Seconde Ligue féminine : un championnat réduit à onze équipes pour la saison 2026-2027
Une équipe de moins dans un championnat professionnel, ce n'est jamais anodin — surtout quand il s'agit de football féminin, où chaque place méritée l'est au prix d'un investissement collectif souvent invisible.
Juliette Garnier·mis à jour 21 juillet 2026

La Ligue féminine de football professionnel (LFFP) a confirmé ce lundi 20 juillet que la Seconde Ligue 2026-2027 se disputera à onze équipes, après que les clubs ayant droit au repêchage ont tous décliné l'invitation. Un format tronqué qui en dit long sur les fragilités structurelles d'un échelon professionnel où les budgets, les infrastructures et les ambitions ne font pas toujours bon ménage.
Une place vacante que personne ne veut prendre
Tout part d'un enchaînement réglementaire. Le Dijon FCO, exclu des compétitions nationales par la DNCG, a laissé un siège vide en Arkema Première Ligue. Le RC Lens a été repêché pour combler cette absence — ce qui, par cascade, a libéré une douzième place en Seconde Ligue, à attribuer selon l'ordre d'accession prévu par le règlement de la LFFP. Rodez Aveyron Football, premier concerné, a refusé. Le SM Caen, troisième du groupe A de D3F, a fait de même. Règlementairement, il n'était pas possible d'aller chercher au-delà de la troisième place de l'étage inférieur. Les possibilités d'accession complémentaire épuisées, la LFFP a entériné un championnat à onze formations — et ajusté en conséquence le calendrier de la Seconde Ligue comme celui de la Coupe de la Ligue.
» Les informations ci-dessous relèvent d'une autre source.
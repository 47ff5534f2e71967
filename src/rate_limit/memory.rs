use std::{collections::HashMap, sync::Mutex};

use chrono::{DateTime, DurationRound, Utc};

use super::{next_minute, RateLimitResult, RateLimiter};

/// A per-process rate limiter used when no Redis instance is configured.
///
/// Counts are kept per key for the current minute only, so the map never
/// holds more than one minute's worth of keys.
#[derive(Default)]
pub struct MemoryRateLimiter {
    hits: Mutex<(Option<DateTime<Utc>>, HashMap<String, u64>)>,
}

impl MemoryRateLimiter {
    pub fn new() -> Self {
        Self::default()
    }

    fn record_at(
        &self,
        key: &str,
        max_req_per_min: u64,
        now: DateTime<Utc>,
    ) -> anyhow::Result<RateLimitResult> {
        let minute = now.duration_trunc(chrono::Duration::minutes(1))?;

        let mut guard = self
            .hits
            .lock()
            .map_err(|_| anyhow::anyhow!("rate limiter lock poisoned"))?;
        let (current_minute, counts) = &mut *guard;

        if *current_minute != Some(minute) {
            *current_minute = Some(minute);
            counts.clear();
        }

        let count = counts.entry(key.to_owned()).or_insert(0);
        if *count >= max_req_per_min {
            return Ok(RateLimitResult::LimitedUntil(next_minute(now)));
        }

        *count += 1;

        Ok(RateLimitResult::NotLimited)
    }
}

impl RateLimiter for MemoryRateLimiter {
    fn is_limited(&self, key: &str, max_req_per_min: u64) -> anyhow::Result<RateLimitResult> {
        self.record_at(key, max_req_per_min, Utc::now())
    }
}
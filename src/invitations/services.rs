use chrono::{DateTime, Utc};
use semval::prelude::*;
use serde_json::json;
use tracing::{error, info};
use uuid::Uuid;

use crate::{
    accounts::services::AccountService,
    email::{EmailAddress, Mailer},
    repos::DynInvitationRepo,
    service_err::{ServiceError, ServiceResult},
    users::services::UserService,
};

use super::{generate_token, validity, Invitation, NewInvitationData};

#[derive(Clone)]
pub struct InvitationService {
    invitation_repo: DynInvitationRepo,
    account_service: AccountService,
    user_service: UserService,
    mailer: Mailer,
}

impl InvitationService {
    pub fn new(
        invitation_repo: DynInvitationRepo,
        account_service: AccountService,
        user_service: UserService,
        mailer: Mailer,
    ) -> Self {
        Self {
            invitation_repo,
            account_service,
            user_service,
            mailer,
        }
    }

    /// Invite someone by email to share an account. Only the account's owner
    /// may invite.
    pub async fn invite(
        &self,
        inviter_id: Uuid,
        account_id: Uuid,
        data: NewInvitationData,
        now: DateTime<Utc>,
    ) -> ServiceResult<Invitation> {
        let account = self
            .account_service
            .get_owned_account(inviter_id, account_id)
            .await?;
        let inviter = self.user_service.get_user(inviter_id).await?;

        let email = EmailAddress::validated_from(data.email.as_str())
            .map_err(|(_, context)| {
                let reason = context
                    .into_iter()
                    .next()
                    .map_or("Invalid email address.", |invalidity| invalidity.message());

                ServiceError::Invalid(reason.to_owned())
            })?
            .normalized();

        if inviter.email.eq_ignore_ascii_case(&email) {
            return Err(ServiceError::Invalid("You cannot invite yourself.".to_owned()));
        }

        let members = self.account_service.list_members(inviter_id, account_id).await?;
        if members.iter().any(|m| m.email.eq_ignore_ascii_case(&email)) {
            return Err(ServiceError::Invalid(
                "That person is already a member of this account.".to_owned(),
            ));
        }

        let invitation = self
            .invitation_repo
            .create_invitation(account_id, inviter_id, &email, &generate_token(), now + validity())
            .await?;

        info!(invitation_id = %invitation.id, %account_id, "Created invitation.");

        if let Err(error) = self
            .mailer
            .send(
                &email,
                format!("{} invited you to share \"{}\"", inviter.name, account.account.name),
                "emails/invitation.txt",
                &json!({
                    "inviter": inviter.name,
                    "account": account.account.name,
                    "token": invitation.token,
                    "expires_at": invitation.expires_at.format("%B %-d, %Y").to_string(),
                }),
            )
            .await
        {
            error!(?error, invitation_id = %invitation.id, "Failed to send invitation email.");
        }

        Ok(invitation)
    }

    /// Pending invitations addressed to the user.
    pub async fn list_received(&self, user_id: Uuid) -> ServiceResult<Vec<Invitation>> {
        let user = self.user_service.get_user(user_id).await?;

        Ok(self.invitation_repo.list_for_email(&user.email).await?)
    }

    /// Invitations sent for an account the user owns.
    pub async fn list_sent(&self, user_id: Uuid, account_id: Uuid) -> ServiceResult<Vec<Invitation>> {
        self.account_service
            .get_owned_account(user_id, account_id)
            .await?;

        Ok(self.invitation_repo.list_for_account(account_id).await?)
    }

    /// Find an invitation the user may answer right now.
    async fn answerable(&self, user_id: Uuid, token: &str, now: DateTime<Utc>) -> ServiceResult<Invitation> {
        let invitation = self
            .invitation_repo
            .get_by_token(token)
            .await?
            .ok_or(ServiceError::NotFound("Invitation"))?;
        let user = self.user_service.get_user(user_id).await?;

        if !invitation.is_addressed_to(&user.email) {
            return Err(ServiceError::Forbidden);
        }

        invitation
            .check_can_respond(now)
            .map_err(|blocker| ServiceError::Invalid(blocker.message()))?;

        Ok(invitation)
    }

    pub async fn accept(&self, user_id: Uuid, token: &str, now: DateTime<Utc>) -> ServiceResult<Invitation> {
        let invitation = self.answerable(user_id, token, now).await?;
        let invitation = self.invitation_repo.accept(&invitation, user_id).await?;

        info!(invitation_id = %invitation.id, account_id = %invitation.account_id, %user_id, "Accepted invitation.");

        Ok(invitation)
    }

    pub async fn decline(&self, user_id: Uuid, token: &str, now: DateTime<Utc>) -> ServiceResult<Invitation> {
        let invitation = self.answerable(user_id, token, now).await?;

        Ok(self.invitation_repo.decline(&invitation).await?)
    }

    /// Revoke an invitation. Only the person who sent it may do so.
    pub async fn revoke(&self, user_id: Uuid, invitation_id: Uuid) -> ServiceResult<()> {
        let invitation = self
            .invitation_repo
            .get_invitation(invitation_id)
            .await?
            .ok_or(ServiceError::NotFound("Invitation"))?;

        if invitation.inviter_id != user_id {
            return Err(ServiceError::NotFound("Invitation"));
        }

        self.invitation_repo
            .delete_invitation(invitation_id)
            .await?;

        Ok(())
    }
}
Ce que ça change sur le terrain
À onze, un championnat ne fonctionne plus de la même façon. Vingt journées au lieu de vingt-deux, des journées creuses avec une équipe exempte chaque week-end, une organisation de calendrier contrainte. Pour les joueuses et les staffs, c'est aussi un rythme de compétition légèrement différent, avec moins d'occurrences de match mais peut-être davantage de pression sur chaque rencontre. Les clubs engagés devront adapter leur préparation — physiologique et tactique — à ce format inhabituel, où le moindre point perdu prend un poids accru.
Un symptôme plus large
Ce qui frappe, au-delà du chiffre, c'est le silence des clubs qui auraient pu monter. Refuser la Seconde Ligue, c'est renoncer à une exposition nationale, à des déplacements plus longs, à des exigences budgétaires et logistiques supérieures. Pour des structures qui vivent déjà au rythme des subventions municipales et du bénévolat, la montée n'est pas toujours synonyme de progrès. Elle peut devenir un fardeau quand les vestiaires sont trop petits, quand les déplacements en bus coûtent trop cher, quand la section féminine n'a pas les épaules pour absorber un saut de catégorie. Le refus de Rodez et de Caen n'est probablement pas un manque d'ambition — c'est peut-être une forme de lucidité sur ce que le football féminin professionnel attend encore de ses acteurs sans toujours leur donner les moyens de tenir.